A recordar, a reclamar, a dar batalla. Pero principalmente, a volver. Todas las calles, todas las rutas, son tierras de fantasmas. 

¿Y ellos, nos ven? ¿Se observan entre sí? ¿O acaso el maleficio que los acecha los confronta con los verdugos de su muerte y lo que ven no son otra cosa que los fantasmas de los vehículos, que como una exhalación, pasan de un lado hacia el otro, en un vaivén infinito, molesto, irónico. Autos, motos, colectivos, camionetas, utilitarios, camiones, entre lo traslúcido y lo demencial, entre el sueño y la pesadilla. Los fantasmas de los fantasmas, en el cruce de calles que observamos desde nuestras esquinas, las que nos quedaron como legado, por haber sobrevivido, por batallar contra el olvido, por tener la valentía cada día de viajar en el tiempo y la cobardía de no poder cambiar el destino.

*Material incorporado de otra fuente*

//! Deterministic mock implementation of the shared `chat_provider` contract.
//!
//! This crate contains no transport/protocol logic and is intended for local
//! development and contract-level integration testing. Responses are scripted
//! as fragment sequences and replayed in FIFO order, one per request.

use std::collections::VecDeque;
use std::sync::{Mutex, MutexGuard};

use chat_provider::{
    ChatProvider, ChatRequest, FragmentStream, ProviderError, ProviderProfile, ResponseFragment,
};
use serde_json::Value;

/// Stable provider identifier used for explicit startup selection.
pub const MOCK_PROVIDER_ID: &str = "mock";

const DEFAULT_ARGUMENT_SLICE_LEN: usize = 7;

/// One scripted response.
#[derive(Debug, Clone, Default, PartialEq, Eq)]
pub struct MockResponse {
    fragments: Vec<ResponseFragment>,
    next_tool_index: usize,
    failure: Option<String>,
    rejection: Option<String>,
}

impl MockResponse {
    /// Creates a response replaying `fragments` verbatim.
    #[must_use]
    pub fn new(fragments: Vec<ResponseFragment>) -> Self {
        let next_tool_index = fragments
            .iter()
            .filter_map(|fragment| match fragment {
                ResponseFragment::ToolCall { index, .. } => Some(index + 1),
                ResponseFragment::Text { .. } => None,
            })
            .max()
            .unwrap_or(0);

        Self {
            fragments,
            next_tool_index,
            failure: None,
            rejection: None,
        }
    }

    /// Creates a text-only response streamed word by word.
    #[must_use]
    pub fn text(text: &str) -> Self {
        Self::new(Vec::new()).with_text(text)
    }

    /// Creates a response whose request is rejected before any fragment is streamed.
    #[must_use]
    pub fn rejected(message: impl Into<String>) -> Self {
        Self {
            rejection: Some(message.into()),
            ..Self::default()
        }
    }

    /// Appends text deltas split after every space and newline.
    #[must_use]
    pub fn with_text(mut self, text: &str) -> Self {
        let mut pending_token = String::new();
        for ch in text.chars() {
            pending_token.push(ch);
            if matches!(ch, ' ' | '\n') {
                self.fragments
                    .push(ResponseFragment::text(std::mem::take(&mut pending_token)));
            }
        }

        if !pending_token.is_empty() {
            self.fragments.push(ResponseFragment::text(pending_token));
        }

        self
    }

    /// Appends a tool call at the next free index, with its serialized
    /// arguments split into small slices the way streaming APIs deliver them.
    #[must_use]
    pub fn with_tool_call(self, name: &str, arguments: &Value) -> Self {
        self.with_raw_tool_call(name, &arguments.to_string())
    }

    /// Appends a tool call whose arguments are an arbitrary (possibly invalid) string.
    #[must_use]
    pub fn with_raw_tool_call(mut self, name: &str, arguments: &str) -> Self {
        let index = self.next_tool_index;
        self.next_tool_index += 1;

        self.fragments.push(ResponseFragment::tool_name(index, name));
        for slice in split_into_slices(arguments, DEFAULT_ARGUMENT_SLICE_LEN) {
            self.fragments
                .push(ResponseFragment::tool_arguments(index, slice));
        }

        self
    }

    /// Ends the stream with a provider error after all scripted fragments.
    #[must_use]
    pub fn failing_with(mut self, message: impl Into<String>) -> Self {
        self.failure = Some(message.into());
        self
    }

    /// Returns the scripted fragments.
    #[must_use]
    pub fn fragments(&self) -> &[ResponseFragment] {
        &self.fragments
    }

    fn into_stream(self) -> Result<FragmentStream, ProviderError> {
        if let Some(message) = self.rejection {
            return Err(ProviderError::new(message));
        }

        let failure: Option<Result<ResponseFragment, ProviderError>> =
            self.failure.map(|message| Err(ProviderError::new(message)));
        Ok(Box::new(
            self.fragments.into_iter().map(Ok).chain(failure),
        ))
    }
}

/// Deterministic mock provider used by `navvy` tests and offline runs.
#[derive(Debug)]
pub struct MockProvider {
    model_id: String,
    responses: Mutex<VecDeque<MockResponse>>,
    fallback: MockResponse,
    requests: Mutex<Vec<ChatRequest>>,
}

impl MockProvider {
    /// Creates a mock provider that replays `responses` in order.
    #[must_use]
    pub fn new(responses: Vec<MockResponse>) -> Self {
        Self {
            model_id: "mock".to_string(),
            responses: Mutex::new(responses.into()),
            fallback: Self::offline_response(),
            requests: Mutex::new(Vec::new()),
        }
    }

    /// Queues another scripted response.
    pub fn push_response(&self, response: MockResponse) {
        lock_unpoisoned(&self.responses).push_back(response);
    }

    /// Returns every request received so far, oldest first.
    #[must_use]
    pub fn requests(&self) -> Vec<ChatRequest> {
        lock_unpoisoned(&self.requests).clone()
    }

    /// Number of scripted responses not yet consumed.
    #[must_use]
    pub fn remaining_responses(&self) -> usize {
        lock_unpoisoned(&self.responses).len()
    }

    fn offline_response() -> MockResponse {
        MockResponse::text(
            "Mock provider active: no model is attached, so no files will change.\n\
             Set NAVVY_PROVIDER=openai and OPENAI_API_KEY to chat with a real model.\n",
        )
    }
}

impl Default for MockProvider {
    fn default() -> Self {
        Self::new(Vec::new())
    }
}

impl ChatProvider for MockProvider {
    fn profile(&self) -> ProviderProfile {
        ProviderProfile {
            provider_id: MOCK_PROVIDER_ID.to_string(),
            model_id: self.model_id.clone(),
        }
    }

    fn stream_chat(&self, req: ChatRequest) -> Result<FragmentStream, ProviderError> {
        lock_unpoisoned(&self.requests).push(req);

        let response = lock_unpoisoned(&self.responses)
            .pop_front()
            .unwrap_or_else(|| self.fallback.clone());

        response.into_stream()
    }
}

fn split_into_slices(value: &str, slice_len: usize) -> Vec<String> {
    let chars: Vec<char> = value.chars().collect();
    chars
        .chunks(slice_len.max(1))
        .map(|chunk| chunk.iter().collect())
        .collect()
}

fn lock_unpoisoned<T>(mutex: &Mutex<T>) -> MutexGuard<'_, T> {
    match mutex.lock() {
        Ok(guard) => guard,
        Err(poisoned) => poisoned.into_inner(),
    }
}

#[cfg(test)]
mod tests {
    use chat_provider::ChatMessage;
    use serde_json::json;

    use super::*;

    fn request(text: &str) -> ChatRequest {
        ChatRequest {
            messages: vec![ChatMessage::user(text)],
            tools: Vec::new(),
        }
    }

    fn collect(provider: &MockProvider, text: &str) -> Vec<Result<ResponseFragment, ProviderError>> {
        provider
            .stream_chat(request(text))
            .expect("mock stream should open")
            .collect()
    }

    #[test]
    fn profile_exposes_explicit_mock_provider_identity() {
        let profile = MockProvider::default().profile();

        assert_eq!(profile.provider_id, MOCK_PROVIDER_ID);
        assert_eq!(profile.model_id, "mock");
    }

    #[test]
    fn text_responses_split_on_whitespace_without_losing_characters() {
        let response = MockResponse::text("one two\nthree");
        let joined: String = response
            .fragments()
            .iter()
            .map(|fragment| match fragment {
                ResponseFragment::Text { text } => text.as_str(),
                ResponseFragment::ToolCall { .. } => panic!("unexpected tool fragment"),
            })
            .collect();

        assert_eq!(response.fragments().len(), 3);
        assert_eq!(joined, "one two\nthree");
    }

    #[test]
    fn tool_calls_take_consecutive_indices_and_fragment_arguments() {
        let response = MockResponse::text("ok")
            .with_tool_call("edit_file", &json!({ "file_path": "a.txt" }))
            .with_tool_call("delete_file", &json!({ "file_path": "b.txt" }));

        let mut arguments = [String::new(), String::new()];
        let mut names = Vec::new();
        for fragment in response.fragments() {
            if let ResponseFragment::ToolCall {
                index,
                name,
                arguments: slice,
            } = fragment
            {
                if let Some(name) = name {
                    names.push((*index, name.clone()));
                }
                if let Some(slice) = slice {
                    arguments[*index].push_str(slice);
                }
            }
        }

        assert_eq!(
            names,
            vec![(0, "edit_file".to_string()), (1, "delete_file".to_string())]
        );
        assert_eq!(arguments[0], r#"{"file_path":"a.txt"}"#);
        assert_eq!(arguments[1], r#"{"file_path":"b.txt"}"#);
    }

    #[test]
    fn responses_replay_in_fifo_order_then_fall_back_to_offline_text() {
        let provider = MockProvider::new(vec![MockResponse::text("first")]);
        provider.push_response(MockResponse::text("second"));

        assert_eq!(collect(&provider, "a"), vec![Ok(ResponseFragment::text("first"))]);
        assert_eq!(collect(&provider, "b"), vec![Ok(ResponseFragment::text("second"))]);
        assert_eq!(provider.remaining_responses(), 0);

        let fallback = collect(&provider, "c");
        assert!(fallback
            .iter()
            .all(|item| matches!(item, Ok(ResponseFragment::Text { .. }))));
        assert_eq!(provider.requests().len(), 3);
        assert_eq!(provider.requests()[1].messages[0].content, "b");
    }

    #[test]
    fn failing_response_ends_with_provider_error() {
        let provider = MockProvider::new(vec![MockResponse::text("partial").failing_with("reset")]);

        let items = collect(&provider, "go");
        assert_eq!(items.len(), 2);
        assert_eq!(items[0], Ok(ResponseFragment::text("partial")));
        assert_eq!(items[1], Err(ProviderError::new("reset")));
    }

    #[test]
    fn rejected_response_fails_before_streaming() {
        let provider = MockProvider::new(vec![MockResponse::rejected("401 unauthorized")]);

        let error = match provider.stream_chat(request("go")) {
            Ok(_) => panic!("rejected responses should not open a stream"),
            Err(error) => error,
        };
        assert_eq!(error.message(), "401 unauthorized");
    }

    #[test]
    fn explicit_fragments_continue_tool_indices_after_the_highest_seen() {
        let response = MockResponse::new(vec![ResponseFragment::tool_name(3, "edit_file")])
            .with_raw_tool_call("delete_file", "{}");

        assert!(response.fragments().iter().any(|fragment| matches!(
            fragment,
            ResponseFragment::ToolCall { index: 4, name: Some(name), .. } if name == "delete_file"
        )));
    }
}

Publicado originalmente en "Historias en 35mm" perfil de Instagram: https://www.instagram.com/p/CP-9pVfjjgR/



23 de mayo de 2021

Aniversario, por Gisela Bernardini


El relato corto "Aniversario", narrado y representado por la actriz Gisela Bernardini.


25 de abril de 2021

Pan y queso

Cuando era chico todos querían hacer pan y queso conmigo, porque ganara o perdiera, elegía a mis amigos más cercanos y el rival de turno, a los que mejor jugaban a la pelota.
Perdíamos siempre por goleada y más de uno se enojaba porque al elegirlo no le daba la oportunidad de estar en un equipo mejor. Pero eran broncas pasajeras. La amistad no se definía por derrotas en el patio de la escuela o el baldío de la esquina.
Íbamos para todos lados juntos y cuando las vicisitudes de la vida nos fueron llevando por diferentes caminos, la relación no se perdió. Como si el ritual de elegirlos una y otra vez en el pan y queso hubiese ido forjando una unión imperecedera, fuerte, inquebrantable. Sabíamos entonces que íbamos a perder en la cancha, pero que a pesar de eso, estábamos juntos.
Con el tiempo, en la medida que crecimos, aprendimos que las distancias y ocupaciones suponían obstáculos, pero como en el pasado, estábamos el uno para el otro.
¿Sucedía lo mismo con los que jugaban en los equipos contrarios? No, claro que no. Esos equipos se armaban para ganar, para competir, para saborear lo efímero del triunfo. Nosotros apostábamos, sin saberlo, a lo perpetuo del abrazo, de la risa cómplice, de esa mano necesaria en los momentos difíciles.
¿Te acordás cómo nos cagaban a goles? suele decir alguno cuando estamos todos, anticipando la carcajada general ¡Es que a este boludo le gustaba que nos rompieran el culo! acota entre las risas algún otro.
Incluso nos reímos en la vereda de la casa fúnebre, cuando nos toca despedir al primero que parte del grupo, joven, de manera injusta. Nos reímos porque es parte de la esencia, porque tácitamente nos prometimos estar siempre, ser el hombro dónde apoyarse. Y porque llorar no soluciona nada. Ni entonces, cuando ellos iban diez y nosotros cero, y la impotencia nos volvía torpes las piernas, pero jamás nos permitíamos sentir vergüenza. Cómo avergonzarnos de la amistad.
Y mientras el cortejo fúnebre avanza, nos relojeamos por los espejos retrovisores. Nos reconocemos tristes, perplejos. Pero somos un equipo. Y sabemos, como cuando éramos pibes, que la vida nos va a terminar ganando por goleada. Sin embargo, nos elegimos, en un pan y queso para siempre. Y allí estaremos, tratando de sonreír cuando en realidad queremos morirnos, dándonos un abrazo cuando quisiéramos escondernos en un rincón a llorar, porque las derrotas por supuesto que duelen y lastiman, pero así, en equipo, el rival tiene que hacer un mayor esfuerzo. Y no podemos caernos, ninguno. Sabiendo el resultado, puteándonos por alguna distracción, apretamos los dientes y seguimos adelante. ¡Estúpido, para qué me elegís! me grita alguno. Y apretándome la mano, años después, mientras suprime una lágrima, se responde y me agradece: Para esto, hermano. Para esto.